A lot of business news media are emphasizing more video. Are you doing the same?
Yes, we are. We’re experimenting with different approaches to see what investors prefer and what’s most useful to them. Our readers are busy people and are not looking to us for entertainment. We incorporate stock charts in our company news videos to help readers see what they should be looking for on the charts. We’ve experienced some success but realize that we, like the industry, still have a lot to learn.
Where would you like to see IBD improve in the next five years?
These are exciting times in our industry. Our challenge is to continue to deliver a top-quality financial newspaper while substantially building our Internet readership and revenue. This will require continual investment, change and improvement, and not just in our website, Investors.com.
Our journalists also have to keep evolving their skills, and we work with everyone on that. We provide frequent training and reviews of SEO principles and best Web writing practices. And we’re open to ideas from all corners of the newsroom.
As for our site itself, we are investing in technology with the goal of speeding up publishing times, gaining more content presentation flexibility and giving journalists more control over the packaging of content. We have been rolling out improvements, including responsive design and a redesign of our investor education section. Other design changes will follow, including a new presentation of our videos.
Five years down the line, I hope our newsroom will be delivering more company news coverage on the Web, more quickly, with perhaps more updates during the day. And I’m sure we’ll have even better financial data and screening tools. But “more” is not necessarily the answer to Internet readers’ needs, certainly not by itself. We must continue to provide unique content that informs growth-oriented stock investors and helps them make smart decisions.
A lot of business news sites still give away content for free.
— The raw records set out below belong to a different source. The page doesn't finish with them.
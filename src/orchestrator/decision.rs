//! Decision parsing for the oracle adapter boundary.
//!
//! The decision model replies with text that should contain a JSON object
//! like `{"action": "CALL_PLANNER", "reason": "..."}`. Parsing tolerates
//! prose and code fences around the object. Nothing in here returns an
//! error: every malformed shape degrades to a GIVE_UP decision carrying the
//! failure in its reason, so a flaky decision model stops the workflow
//! gracefully instead of crashing it.

use serde::Deserialize;
use serde_json::Value;

use super::action::Action;
use crate::llm::extract_json_block;

/// A single routing decision.
#[derive(Debug, Clone, PartialEq)]
pub struct Decision {
    pub action: Action,
    /// Audit text only; never drives control flow.
    pub reason: String,
    /// Optional payload from the decision model. Advisory only: dispatch
    /// inputs are re-derived from stage results, not from here.
    pub parameters: Option<Value>,
}

impl Decision {
    pub fn new(action: Action, reason: impl Into<String>) -> Self {
        Self {
            action,
            reason: reason.into(),
            parameters: None,
        }
    }

    pub fn give_up(reason: impl Into<String>) -> Self {
        Self::new(Action::GiveUp, reason)
    }
}

/// Wire shape emitted by the decision model. `next_state` is accepted here
/// and dropped: state transitions belong to the dispatch handlers.
#[derive(Debug, Deserialize)]
struct RawDecision {
    #[serde(default)]
    action: Option<String>,
    #[serde(default)]
    reason: Option<String>,
    #[serde(default)]
    parameters: Option<Value>,
    #[serde(default)]
    #[allow(dead_code)]
    next_state: Option<String>,
}

/// Parse the decision model's textual response into a `Decision`.
pub fn parse_decision(text: &str) -> Decision {
    let Some(json) = extract_json_block(text) else {
        return Decision::give_up(
            "Orchestration error: could not parse a decision from the response (no JSON found)",
        );
    };

    let raw: RawDecision = match serde_json::from_str(json) {
        Ok(raw) => raw,
        Err(e) => {
            return Decision::give_up(format!(
                "Orchestration error: could not parse decision JSON: {}",
                e
            ));
        }
    };

    let Some(action_str) = raw.action else {
        return Decision::give_up(
            "Orchestration error: decision parse failed, missing 'action' field",
        );
    };

    let Some(action) = Action::parse(&action_str) else {
        return Decision::give_up(format!("Invalid action: {}", action_str));
    };

    Decision {
        action,
        reason: raw.reason.unwrap_or_default(),
        parameters: raw.parameters,
    }
}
Why has IBD stuck with a pay model?
We have unique information that readers can’t get elsewhere. And readers can use that information to improve their investment returns, so they are willing to pay for it. Why would we give it all away for free?
But I want to make something clear. We actually have several levels of access on Investors.com. Most of the current articles are available to anyone, along with basic charts and data. We want to be able to introduce new readers to our content.
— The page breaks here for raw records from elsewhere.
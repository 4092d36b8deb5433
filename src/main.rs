use anyhow::{Context, Result};
use clap::{Parser, Subcommand};
use rustyline::DefaultEditor;
use rustyline::error::ReadlineError;
use std::path::PathBuf;
use std::sync::Arc;
use tracing::info;
use tracing_subscriber::{EnvFilter, fmt, prelude::*};

use query_pilot::{
    EngineConfig, GeminiClient, GeminiClientConfig, GeminiExecutor, GeminiFormatter, GeminiOracle,
    GeminiPlanner, GeminiPricingHandler, Guardrails, LlmClient, OrchestratorOptions, PromptStore,
    QueryOrchestrator, QueryOutcome, RequestLog, StageSet,
};

/// Query-Pilot CLI: natural-language data questions answered through an
/// LLM-orchestrated planning/execution/formatting pipeline
#[derive(Parser, Debug)]
#[command(name = "query-pilot")]
#[command(author, version, about, long_about = None)]
struct Cli {
    #[command(subcommand)]
    command: Option<Command>,
}

#[derive(Subcommand, Debug)]
enum Command {
    /// Answer a single question and exit
    #[command(name = "ask")]
    Ask {
        #[command(flatten)]
        args: AskArgs,
    },

    /// Interactive chat that can answer clarification follow-ups
    #[command(name = "chat")]
    Chat {
        #[command(flatten)]
        args: ChatArgs,
    },
}

#[derive(Parser, Debug)]
struct AskArgs {
    /// The question to answer
    #[arg(short, long)]
    query: String,

    #[command(flatten)]
    common: CommonArgs,
}

#[derive(Parser, Debug)]
struct ChatArgs {
    #[command(flatten)]
    common: CommonArgs,
}

#[derive(Parser, Debug)]
struct CommonArgs {
    /// Path to configuration file
    #[arg(short, long)]
    config: Option<PathBuf>,

    /// Override the schema context file
    #[arg(short, long)]
    schema: Option<PathBuf>,

    /// Directory with prompt template overrides
    #[arg(long)]
    prompts: Option<PathBuf>,

    /// Enable verbose logging
    #[arg(short, long)]
    verbose: bool,
}

#[tokio::main]
async fn main() -> Result<()> {
    let cli = Cli::parse();

    match cli.command {
        Some(Command::Ask { args }) => handle_ask_command(args).await,
        Some(Command::Chat { args }) => handle_chat_command(args).await,
        None => {
            eprintln!("No command specified. Use --help for usage information.");
            eprintln!("Example: query-pilot ask --query \"How many customers signed up in May?\"");
            std::process::exit(1);
        }
    }
}

fn init_logging(verbose: bool) {
    let filter = if verbose {
        EnvFilter::new("debug")
    } else {
        EnvFilter::new("info")
    };

    tracing_subscriber::registry()
        .with(fmt::layer())
        .with(filter)
        .init();
}

/// A wired-up engine plus its audit log.
struct Session {
    engine: QueryOrchestrator,
    audit: RequestLog,
}

async fn build_session(common: &CommonArgs) -> Result<Session> {
    let mut config = EngineConfig::load_or_default(common.config.as_ref())?;

    // Apply CLI overrides
    if let Some(schema) = &common.schema {
        config.context.schema_file = schema.clone();
    }
    if let Some(prompts) = &common.prompts {
        config.context.prompts_dir = Some(prompts.clone());
    }

    let api_key = std::env::var("GEMINI_API_KEY")
        .context("GEMINI_API_KEY environment variable is not set")?;

    let schema_context = std::fs::read_to_string(&config.context.schema_file).context(format!(
        "Failed to read schema context file: {:?}",
        config.context.schema_file
    ))?;

    let client: Arc<dyn LlmClient> = Arc::new(GeminiClient::new(GeminiClientConfig {
        api_key,
        ..GeminiClientConfig::default()
    })?);
    let prompts = Arc::new(PromptStore::new(config.context.prompts_dir.as_deref())?);

    let oracle = Arc::new(GeminiOracle::new(
        Arc::clone(&client),
        Arc::clone(&prompts),
        config.models.orchestration.as_str(),
    ));

    let stages = StageSet {
        planner: Arc::new(GeminiPlanner::new(
            Arc::clone(&client),
            Arc::clone(&prompts),
            config.models.planner.as_str(),
            schema_context.as_str(),
        )),
        executor: Arc::new(GeminiExecutor::new(
            Arc::clone(&client),
            Arc::clone(&prompts),
            config.models.executor.as_str(),
            schema_context.as_str(),
            None,
        )),
        formatter: Arc::new(GeminiFormatter::new(
            Arc::clone(&client),
            Arc::clone(&prompts),
            config.models.formatter.as_str(),
        )),
        handler: Arc::new(GeminiPricingHandler::new(
            Arc::clone(&client),
            Arc::clone(&prompts),
            config.models.pricing.as_str(),
        )),
    };

    let options = OrchestratorOptions {
        guardrails: Guardrails::from_config(&config.limits),
        history_window: config.context.history_window,
    };
    let engine = QueryOrchestrator::new(oracle, stages, options);
    let audit = RequestLog::create(&config.logs.dir).await?;

    Ok(Session { engine, audit })
}

async fn run_query(session: &Session, query: &str) -> QueryOutcome {
    let request_id = session.audit.start_request(query).await;
    let outcome = session.engine.handle_query(query).await;
    session.audit.log_outcome(&request_id, &outcome).await;
    outcome
}

async fn run_resume(session: &Session, key: &str, answer: &str) -> QueryOutcome {
    let request_id = session.audit.start_request(answer).await;
    let outcome = session.engine.resume_clarification(key, answer).await;
    session.audit.log_outcome(&request_id, &outcome).await;
    outcome
}

/// Print an outcome and return the clarification key when an answer is owed.
fn print_outcome(outcome: &QueryOutcome) -> Option<String> {
    if let Some(pending) = &outcome.metadata.clarification {
        println!("\n{}", outcome.display_text);
        println!(
            "(clarification round {}/{})",
            pending.round, pending.max_rounds
        );
        return Some(pending.key.clone());
    }

    println!("\n{}", outcome.display_text);
    if let Some(artifact) = &outcome.artifact {
        println!("\nSQL:\n{}", artifact);
    }
    None
}

async fn handle_ask_command(args: AskArgs) -> Result<()> {
    init_logging(args.common.verbose);
    info!("Query-Pilot starting");

    let session = build_session(&args.common).await?;
    let outcome = run_query(&session, &args.query).await;
    let pending = print_outcome(&outcome);

    if pending.is_some() {
        eprintln!("\nRun `query-pilot chat` to answer clarification questions interactively.");
        return Ok(());
    }
    if !outcome.success {
        std::process::exit(1);
    }
    Ok(())
}

async fn handle_chat_command(args: ChatArgs) -> Result<()> {
    init_logging(args.common.verbose);
    info!("Query-Pilot chat starting");

    let session = build_session(&args.common).await?;
    let mut editor = DefaultEditor::new().context("Failed to initialize interactive editor")?;

    println!("Query-Pilot interactive chat");
    println!("Type a question, or 'exit' to quit.");

    // Key of the clarification thread awaiting the next line, if any
    let mut pending: Option<String> = None;

    loop {
        let prompt = if pending.is_some() {
            "clarify> "
        } else {
            "query> "
        };
        let readline = tokio::task::block_in_place(|| editor.readline(prompt));
        let line = match readline {
            Ok(line) => line,
            Err(ReadlineError::Interrupted) | Err(ReadlineError::Eof) => break,
            Err(e) => return Err(anyhow::anyhow!("Failed to read input: {e}")),
        };

        let input = line.trim();
        if input.is_empty() {
            continue;
        }
        if input.eq_ignore_ascii_case("exit") || input.eq_ignore_ascii_case("quit") {
            break;
        }
        let _ = editor.add_history_entry(input);

        let outcome = match pending.take() {
            Some(key) => run_resume(&session, &key, input).await,
            None => run_query(&session, input).await,
        };
        pending = print_outcome(&outcome);
        println!();
    }

    let stats = session.engine.stats().await;
    println!(
        "\nSession summary: {} request(s), {} succeeded, {} failed ({:.0}% success)",
        stats.total_requests,
        stats.successful_requests,
        stats.failed_requests,
        stats.success_rate * 100.0
    );

    Ok(())
}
IBD subscribers get full access to all current and archived articles and exclusive data features, including our Stock Screener and IBD Stock Checkup rating system. We also offer premium online products, which are separate subscriptions.
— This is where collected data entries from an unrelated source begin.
//! Per-request orchestration context and the decision trace.
//!
//! A context is created fresh for every incoming request (or re-seeded from
//! a stored clarification thread), mutated only inside one loop invocation,
//! and discarded at loop exit. Session-scoped data lives in `session.rs`.

use std::fmt;

use serde::{Deserialize, Serialize};

use super::action::{Action, QueryState};
use crate::stages::{ExecutionOutcome, FormattedResponse, HandlerOutcome, PlanOutcome};

// ============================================================================
// Clarification Exchanges
// ============================================================================

/// One clarification round: the query that triggered it, the question asked,
/// and the user's answer once it arrives.
#[derive(Debug, Clone, Serialize, Deserialize, PartialEq)]
pub struct ClarificationExchange {
    pub query: String,
    pub question_asked: String,
    #[serde(default, skip_serializing_if = "Option::is_none")]
    pub user_answer: Option<String>,
}

impl ClarificationExchange {
    pub fn new(query: impl Into<String>, question_asked: impl Into<String>) -> Self {
        Self {
            query: query.into(),
            question_asked: question_asked.into(),
            user_answer: None,
        }
    }
}

// ============================================================================
// Stage Results
// ============================================================================

/// Last output of each stage. An entry is rewritten only on an explicit
/// retry; the idempotency guard in the loop consults these to skip repeats.
#[derive(Debug, Clone, Default, Serialize)]
pub struct StageResults {
    #[serde(skip_serializing_if = "Option::is_none")]
    pub planning: Option<PlanOutcome>,
    #[serde(skip_serializing_if = "Option::is_none")]
    pub execution: Option<ExecutionOutcome>,
    #[serde(skip_serializing_if = "Option::is_none")]
    pub response: Option<FormattedResponse>,
    #[serde(skip_serializing_if = "Option::is_none")]
    pub handler: Option<HandlerOutcome>,
}

impl StageResults {
    /// True when planning ran and judged the query answerable.
    pub fn planning_answerable(&self) -> bool {
        self.planning.as_ref().is_some_and(|p| p.is_answerable())
    }

    /// True when an execution result exists and succeeded.
    pub fn execution_succeeded(&self) -> bool {
        self.execution.as_ref().is_some_and(|e| e.success)
    }
}

// ============================================================================
// Orchestration Context
// ============================================================================

/// Mutable workflow context for a single request.
#[derive(Debug, Clone)]
pub struct OrchestrationContext {
    /// The request text for this turn. Immutable once set.
    pub user_query: String,
    pub state: QueryState,
    /// Never decreases within a request.
    pub clarification_round: u32,
    /// Append-only.
    pub clarification_history: Vec<ClarificationExchange>,
    pub stage_results: StageResults,
    /// Flips exactly once, false to true, to end the loop.
    pub completed: bool,
    pub is_resuming_clarification: bool,
}

impl OrchestrationContext {
    /// Fresh context for a new query.
    pub fn new(user_query: impl Into<String>) -> Self {
        Self {
            user_query: user_query.into(),
            state: QueryState::NewQuery,
            clarification_round: 0,
            clarification_history: Vec::new(),
            stage_results: StageResults::default(),
            completed: false,
            is_resuming_clarification: false,
        }
    }

    /// Context seeded from a stored clarification thread. The user's answer
    /// becomes both this turn's query and the answer on the last exchange,
    /// and the workflow restarts from `NEW_QUERY` with the history intact so
    /// the planner can synthesize intent across rounds.
    pub fn resumed(
        answer: impl Into<String>,
        mut history: Vec<ClarificationExchange>,
        round: u32,
    ) -> Self {
        let answer = answer.into();
        if let Some(last) = history.last_mut() {
            last.user_answer = Some(answer.clone());
        }
        Self {
            user_query: answer,
            state: QueryState::NewQuery,
            clarification_round: round,
            clarification_history: history,
            stage_results: StageResults::default(),
            completed: false,
            is_resuming_clarification: true,
        }
    }
}

// ============================================================================
// Decision Trace
// ============================================================================

/// The action that ended a request, for traces and history entries.
#[derive(Debug, Clone, Copy, PartialEq, Eq)]
pub enum FinalAction {
    /// A decision from the closed vocabulary ended the loop.
    Action(Action),
    /// The iteration ceiling ended the loop.
    MaxIterations,
    /// The loop completed but the domain handler had reported failure.
    HandlerFailed,
}

impl FinalAction {
    pub fn as_str(&self) -> &'static str {
        match self {
            FinalAction::Action(action) => action.as_str(),
            FinalAction::MaxIterations => "MAX_ITERATIONS",
            FinalAction::HandlerFailed => "DOMAIN_HANDLER_FAILED",
        }
    }
}

impl fmt::Display for FinalAction {
    fn fmt(&self, f: &mut fmt::Formatter<'_>) -> fmt::Result {
        f.write_str(self.as_str())
    }
}

impl Serialize for FinalAction {
    fn serialize<S: serde::Serializer>(&self, serializer: S) -> Result<S::Ok, S::Error> {
        serializer.serialize_str(self.as_str())
    }
}

/// One executed decision. Substitutions (invalid action, clarification cap)
/// happen before recording, so the trace shows what the loop actually did.
#[derive(Debug, Clone, Serialize)]
pub struct DecisionRecord {
    pub iteration: u32,
    pub state: QueryState,
    pub action: Action,
    pub reason: String,
    pub clarification_round: u32,
}

/// Ordered decision log for one request.
#[derive(Debug, Clone, Serialize)]
pub struct OrchestrationTrace {
    pub iterations: u32,
    pub final_action: FinalAction,
    pub decisions: Vec<DecisionRecord>,
}

#[cfg(test)]
mod tests {
    use super::*;

    #[test]
    fn test_new_context_defaults() {
        let ctx = OrchestrationContext::new("How many customers?");
        assert_eq!(ctx.state, QueryState::NewQuery);
        assert_eq!(ctx.clarification_round, 0);
        assert!(ctx.clarification_history.is_empty());
        assert!(!ctx.completed);
        assert!(!ctx.is_resuming_clarification);
    }

    #[test]
    fn test_resumed_context_attaches_answer_to_last_exchange() {
        let history = vec![
            ClarificationExchange::new("show data", "Which table?"),
            ClarificationExchange::new("show data", "Which year?"),
        ];
        let ctx = OrchestrationContext::resumed("2024", history, 2);

        assert_eq!(ctx.user_query, "2024");
        assert_eq!(ctx.state, QueryState::NewQuery);
        assert_eq!(ctx.clarification_round, 2);
        assert!(ctx.is_resuming_clarification);
        assert_eq!(ctx.clarification_history[0].user_answer, None);
        assert_eq!(
            ctx.clarification_history[1].user_answer,
            Some("2024".to_string())
        );
    }

    #[test]
    fn test_stage_results_planning_answerable() {
        let mut results = StageResults::default();
        assert!(!results.planning_answerable());

        results.planning = Some(PlanOutcome::needs_clarification("Which department?"));
        assert!(!results.planning_answerable());

        results.planning = Some(PlanOutcome::answerable(serde_json::json!({"intent": "count"})));
        assert!(results.planning_answerable());
    }

    #[test]
    fn test_final_action_serializes_as_string() {
        let value = serde_json::to_value(FinalAction::Action(Action::Complete)).unwrap();
        assert_eq!(value, serde_json::json!("COMPLETE"));

        let value = serde_json::to_value(FinalAction::MaxIterations).unwrap();
        assert_eq!(value, serde_json::json!("MAX_ITERATIONS"));
    }

    #[test]
    fn test_empty_stage_results_serialize_compactly() {
        let value = serde_json::to_value(StageResults::default()).unwrap();
        assert_eq!(value, serde_json::json!({}));
    }
}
How do you respond to criticism that IBD doesn’t do much investigative reporting about companies?
Our newspaper and website are full of valuable information that investors can’t get anywhere else. We do not pretend to do everything for everyone. We are frequently the first news organization to write about a little-known stock before it makes a big upward move. And we note warning signs in a stock – often technical, based on stock price and volume patterns that other journalists don’t follow – before other news organizations notice any problems. We make no apologies for our focus.
How big is IBD’s editorial staff, and how do you decide what to cover each day?
We have about 65 people on our editorial staff. Each reporting and editing team – markets, technology, business and so on – has a fair amount of autonomy in planning and assigning stories. But we have a news meeting each morning where we review all the teams’ budgets and go over the breaking news of the day – what Investors.com has covered so far, as well as other financial and general news organizations. We’ll make requests and decide on our A1 story lineup. Executive Editor Chris Gessel and I participate in those meetings, along with our news editors.